Fig. 5: TEAD–YAP blockade activates AKT activity through PIK3C2B and SOX4.

a Immunoblot of p-AKT (T308), p-AKT (S473) and total AKT in Huh7, DLD1, HCT116, HCT15, H226 and H1299 cells treated with MGH-CP1 at indicated time point. b Immunoblot of p-AKT (S473) and total AKT in DLD1 and HCT116 cells treated with TEAD-YAP inhibitors, including celastrol, TEAD347 and CIL56 at indicated time point. c DLD1 and HCT116 cells were treated with either of MGH-CP1, pan-PI3K inhibitor Wortmannin, or combination. p-AKT (S473) and total AKT levels were determined by immunoblot. a–c Representative images were chosen from n = 3 biological repeats. d DLD1 cells were transfected with sets of SOX2 siRNAs, followed by MGH-CP1 treatment for 24 h, p-AKT (T308), p-AKT (S473) and total AKT were examined by immunoblot. SOX4 expression levels were evaluated by qPCR after SOX4 siRNA knockdown (n = 3 biological repeats).
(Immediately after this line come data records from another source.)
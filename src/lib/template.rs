//! Template substitution and compilation of material shaders.

use std::path::{Path, PathBuf};

use log::info;

use crate::{
    cache::{self, macro_hash, MaterialCache, MaterialRecord, ShaderCache, ShaderRecord},
    config::BuildConfig,
    material::MaterialSource,
    shader::{channel::MaterialChannel, eval::Evaluation},
    toolchain::{self, Invocation, Toolchain, ToolchainInvoker},
};

/// Marker replaced by the material constant buffer fields.
pub const CBUFFER_MARKER: &str = "//%MATERIAL_CBUFFER";
/// Marker replaced by the sampled texture declarations.
pub const TEXTURES_MARKER: &str = "//%MATERIAL_TEXTURES";

#[derive(Clone, Debug, Default, PartialEq)]
/// Ordered list of `(marker, code)` substitutions for a template.
pub struct GeneratedSource {
    substitutions: Vec<(String, String)>,
}

impl GeneratedSource {
    #[allow(missing_docs)]
    pub fn new() -> Self {
        Self::default()
    }

    /// Append a substitution. Substitutions apply in insertion order.
    pub fn with(mut self, marker: impl Into<String>, code: impl Into<String>) -> Self {
        self.substitutions.push((marker.into(), code.into()));
        self
    }

    /// Substitutions for a material evaluation: channel markers from the highest index down, so
    /// `//%INPUT1` can never eat into `//%INPUT1x`, then the constant buffer and texture markers.
    pub fn from_evaluation(evaluation: &Evaluation) -> Self {
        let mut source = Self::new();

        for &channel in MaterialChannel::ALL.iter().rev() {
            if let Some(code) = evaluation.channel(channel) {
                source = source.with(channel.marker(), code);
            }
        }

        source
            .with(CBUFFER_MARKER, evaluation.cbuffer.declarations())
            .with(TEXTURES_MARKER, evaluation.texture_declarations())
    }

    #[allow(missing_docs)]
    pub fn substitutions(&self) -> &[(String, String)] {
        &self.substitutions
    }

    /// Replace every marker occurrence in `template`.
    pub fn apply(&self, template: &str) -> String {
        self.substitutions
            .iter()
            .fold(template.to_owned(), |text, (marker, code)| {
                text.replace(marker.as_str(), code)
            })
    }
}

#[derive(Debug, thiserror::Error)]
/// [TemplateCompiler] error
pub enum Error {
    #[error("Error reading template `{}`: {source}", .path.display())]
    #[allow(missing_docs)]
    Template {
        path: PathBuf,
        source: std::io::Error,
    },

    #[error("Template `{}` is empty", .0.display())]
    #[allow(missing_docs)]
    EmptyTemplate(PathBuf),

    #[error("Error writing `{}`: {source}", .path.display())]
    #[allow(missing_docs)]
    Write {
        path: PathBuf,
        source: std::io::Error,
    },

    #[error("Compiler succeeded without producing `{}`", .0.display())]
    #[allow(missing_docs)]
    MissingArtifact(PathBuf),

    #[error(transparent)]
    #[allow(missing_docs)]
    Toolchain(#[from] toolchain::Error),

    #[error(transparent)]
    #[allow(missing_docs)]
    Cache(#[from] cache::Error),
}

#[derive(Clone, Copy, Debug)]
/// One material shader variant to build.
pub struct MaterialShader<'r> {
    /// Logical shader name, used in artifact names.
    pub name: &'r str,
    #[allow(missing_docs)]
    pub template: &'r Path,
    #[allow(missing_docs)]
    pub entry: &'r str,
    #[allow(missing_docs)]
    pub profile: &'r str,
    /// Macros in command line order.
    pub defines: &'r [&'r str],
}

impl MaterialShader<'_> {
    /// Name shared by the variant's generated source, artifact and record. Entry point and
    /// profile are part of it since the same template can be compiled for several of them.
    pub fn variant_name(&self) -> String {
        format!("{}_{}_{}", self.name, self.entry, self.profile)
    }

    /// Artifact of this variant for `material`, in the tree selected by `persistent`.
    pub fn artifact(&self, config: &BuildConfig, material: &Path, persistent: bool) -> PathBuf {
        config.material_artifact(
            material,
            &self.variant_name(),
            macro_hash(self.defines),
            persistent,
        )
    }

    /// Substituted source of this variant for `material`.
    pub fn generated_source(&self, config: &BuildConfig, material: &Path) -> PathBuf {
        config.generated_source(material, &self.variant_name(), macro_hash(self.defines))
    }

    /// Name of the template's [ShaderCache] record.
    pub fn template_record_name(&self) -> String {
        let file = self
            .template
            .file_name()
            .map(|file| file.to_string_lossy().into_owned())
            .unwrap_or_default();

        format!("{file}.{}.{}", self.entry, self.profile)
    }

    /// Name of the variant's [MaterialCache] record.
    pub fn variant_record_name(&self, persistent: bool) -> String {
        let name = format!("{}_{:016x}", self.variant_name(), macro_hash(self.defines));

        if persistent {
            name
        } else {
            name + "_scratch"
        }
    }
}

/// Generates, writes and compiles the concrete source of material shader variants.
pub struct TemplateCompiler<'a, T> {
    config: &'a BuildConfig,
    invoker: &'a ToolchainInvoker<T>,
    shader_cache: &'a ShaderCache,
    material_cache: &'a MaterialCache,
}

impl<'a, T: Toolchain> TemplateCompiler<'a, T> {
    #[allow(missing_docs)]
    pub fn new(
        config: &'a BuildConfig,
        invoker: &'a ToolchainInvoker<T>,
        shader_cache: &'a ShaderCache,
        material_cache: &'a MaterialCache,
    ) -> Self {
        Self {
            config,
            invoker,
            shader_cache,
            material_cache,
        }
    }

    /// Build `shader` for `material` and record it in both caches. Returns the artifact path.
    pub fn compile(
        &self,
        shader: &MaterialShader,
        material: &dyn MaterialSource,
    ) -> Result<PathBuf, Error> {
        let template = std::fs::read_to_string(shader.template).map_err(|source| {
            Error::Template {
                path: shader.template.to_owned(),
                source,
            }
        })?;
        if template.trim().is_empty() {
            return Err(Error::EmptyTemplate(shader.template.to_owned()));
        }

        let code = material.generate().apply(&template);

        let hash = macro_hash(shader.defines);
        let logical_path = material.logical_path();
        let generated = shader.generated_source(self.config, logical_path);
        write(&generated, code.as_bytes())?;

        let persistent = material.compile_flag().is_persistent();
        let output = shader.artifact(self.config, logical_path, persistent);
        if let Some(parent) = output.parent() {
            std::fs::create_dir_all(parent).map_err(|source| Error::Write {
                path: parent.to_owned(),
                source,
            })?;
        }

        info!(
            "Compiling `{}` of `{}` from `{}`",
            shader.name,
            logical_path.display(),
            shader.template.display()
        );
        self.invoker.invoke(&Invocation::dxc(
            self.config,
            &generated,
            &output,
            shader.entry,
            shader.profile,
            shader.defines,
        ))?;

        let variant = MaterialRecord::probe(shader.template, logical_path, hash, &output)
            .ok_or_else(|| Error::MissingArtifact(output.clone()))?;
        if let Some(record) = ShaderRecord::template(shader.template, shader.entry, shader.profile)
        {
            self.shader_cache
                .write(&shader.template_record_name(), record)?;
        }
        self.material_cache
            .write(&shader.variant_record_name(persistent), variant)?;

        Ok(output)
    }
}

fn write(path: &Path, contents: &[u8]) -> Result<(), Error> {
    let error = |source| Error::Write {
        path: path.to_owned(),
        source,
    };

    if let Some(parent) = path.parent() {
        std::fs::create_dir_all(parent).map_err(error)?;
    }
    std::fs::write(path, contents).map_err(error)
}

#[cfg(test)]
mod test {
    use super::*;

    use crate::{
        material::{CompileFlag, Material, MaterialInput},
        shader::value::ParamValue,
        testing::{scratch_dir, FixedSource, RecordingToolchain},
    };

    use map_macro::hash_map;

    const TEMPLATE: &str = "\
cbuffer MaterialConstants : register(b0)
{
//%MATERIAL_CBUFFER
};
//%MATERIAL_TEXTURES
float4 main(PSInput input) : SV_Target
{
//%INPUT0
//%INPUT1
    return float4(diffuse, opacity);
}
";

    #[test]
    fn substitution_order() {
        let source = GeneratedSource::new()
            .with("//%INPUT1", "a")
            .with("//%INPUT0", "b");

        assert_eq!(source.apply("//%INPUT0 //%INPUT1 //%INPUT0"), "b a b");
        assert_eq!(source.apply("no markers"), "no markers");
    }

    #[test]
    fn evaluation_markers() {
        let material = Material::from_inputs(
            "Materials/Brick.mat",
            &hash_map! {
                MaterialChannel::Diffuse => MaterialInput::Texture("BrickAlbedo".into()),
                MaterialChannel::Opacity => ParamValue::float(0.5).into(),
            },
        )
        .unwrap();

        let source = material.generate();
        let markers: Vec<&str> = source
            .substitutions()
            .iter()
            .map(|(marker, _)| marker.as_str())
            .collect();
        assert_eq!(markers.first(), Some(&"//%INPUT6"));
        assert_eq!(markers[6], "//%INPUT0");
        assert_eq!(&markers[7..], &[CBUFFER_MARKER, TEXTURES_MARKER]);

        let code = source.apply(TEMPLATE);
        assert!(!code.contains("//%"), "{code}");
        assert!(code.contains("float param0;\n"), "{code}");
        assert!(code.contains("Texture2D BrickAlbedo;\n"), "{code}");
        assert!(code.contains("float3 diffuse = n1.rgb;\n"), "{code}");
        assert!(code.contains("float opacity = n2;\n"), "{code}");
    }

    fn fixture(name: &str) -> (PathBuf, BuildConfig, PathBuf) {
        let dir = scratch_dir(name);
        let config = BuildConfig::rooted(&dir);
        let template = config.shader_root.join("Templates/Material.hlsl");

        std::fs::create_dir_all(template.parent().unwrap()).unwrap();
        std::fs::write(&template, TEMPLATE).unwrap();

        (dir, config, template)
    }

    #[test]
    fn compile_writes_source_and_records() {
        let (_dir, config, template) = fixture("template-compile");
        let invoker = ToolchainInvoker::new(RecordingToolchain::default());
        let shaders = ShaderCache::new(&config.shader_cache_root, &config.shader_root);
        let materials = MaterialCache::new(&config.material_cache_root, &config.shader_root);
        let compiler = TemplateCompiler::new(&config, &invoker, &shaders, &materials);

        let material = FixedSource::new(
            "Materials/Red.mat",
            GeneratedSource::new().with("//%INPUT0", "float3 diffuse = float3(1, 0, 0);"),
        );
        let shader = MaterialShader {
            name: "ForwardPS",
            template: &template,
            entry: "main",
            profile: "ps_6_6",
            defines: &["WITH_ALPHATEST"],
        };

        let output = compiler.compile(&shader, &material).unwrap();
        assert_eq!(output, shader.artifact(&config, &material.path, false));
        assert!(output.starts_with(&config.scratch_root));
        assert!(output.exists());

        let generated = shader.generated_source(&config, &material.path);
        assert!(generated.ends_with(format!(
            "Materials_Red_ForwardPS_main_ps_6_6_{:016x}.hlsl",
            macro_hash(shader.defines)
        )));
        let code = std::fs::read_to_string(&generated).unwrap();
        assert!(code.contains("float3 diffuse = float3(1, 0, 0);"));

        let invocations = invoker.toolchain().invocations.borrow();
        assert!(invocations[0].ends_with("-D WITH_ALPHATEST"));
        assert!(invocations[0].contains(&format!("\"{}\"", generated.display())));

        assert!(shaders.contains(&ShaderRecord::template(&template, "main", "ps_6_6").unwrap()));
        assert!(materials.contains(
            &MaterialRecord::probe(
                &template,
                "Materials/Red.mat",
                macro_hash(shader.defines),
                &output
            )
            .unwrap()
        ));
    }

    #[test]
    fn persistent_flags_use_compiled_tree() {
        let (_dir, config, template) = fixture("template-persistent");
        let invoker = ToolchainInvoker::new(RecordingToolchain::default());
        let shaders = ShaderCache::new(&config.shader_cache_root, &config.shader_root);
        let materials = MaterialCache::new(&config.material_cache_root, &config.shader_root);
        let compiler = TemplateCompiler::new(&config, &invoker, &shaders, &materials);

        let mut material = FixedSource::new("Materials/Red.mat", GeneratedSource::new());
        material.flag = CompileFlag::Resave;
        let shader = MaterialShader {
            name: "ForwardPS",
            template: &template,
            entry: "main",
            profile: "ps_6_6",
            defines: &[],
        };

        let output = compiler.compile(&shader, &material).unwrap();
        assert!(output.starts_with(&config.compiled_root));
    }

    #[test]
    fn failures_write_nothing() {
        let (_dir, config, template) = fixture("template-failure");
        let invoker =
            ToolchainInvoker::new(RecordingToolchain::failing("error: undeclared identifier"));
        let shaders = ShaderCache::new(&config.shader_cache_root, &config.shader_root);
        let materials = MaterialCache::new(&config.material_cache_root, &config.shader_root);
        let compiler = TemplateCompiler::new(&config, &invoker, &shaders, &materials);

        let material = FixedSource::new("Materials/Red.mat", GeneratedSource::new());
        let mut shader = MaterialShader {
            name: "ForwardPS",
            template: &template,
            entry: "main",
            profile: "ps_6_6",
            defines: &[],
        };

        assert!(matches!(
            compiler.compile(&shader, &material),
            Err(Error::Toolchain(toolchain::Error::Diagnostics { .. }))
        ));
        assert!(shaders.is_empty() && materials.is_empty());

        let empty = template.with_file_name("Empty.hlsl");
        std::fs::write(&empty, "  \n").unwrap();
        shader.template = &empty;
        assert!(matches!(
            compiler.compile(&shader, &material),
            Err(Error::EmptyTemplate(_))
        ));

        let missing = template.with_file_name("Missing.hlsl");
        shader.template = &missing;
        assert!(matches!(
            compiler.compile(&shader, &material),
            Err(Error::Template { .. })
        ));

        // Only the first request reached the compiler.
        assert_eq!(invoker.toolchain().spawns.get(), 1);
    }
}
Huh7 (e) and HCT116 (f) cells were overexpressed with SOX4 or PIK3C2B in the presence of MGH-CP1. Cell viability was shown at different concentrations (n = 3 biological repeats). Huh7 (g) and HCT116 (h) cells were treated with control siRNA and SOX4/PIK3C2B siRNA. Cell viability with treatment of different concentration of MGH-CP1was determined (n = 3 biological repeats). Data are represented as mean ± S.E.M. P values were determined using two-tailed t-tests. Source data are provided as a Source Data file.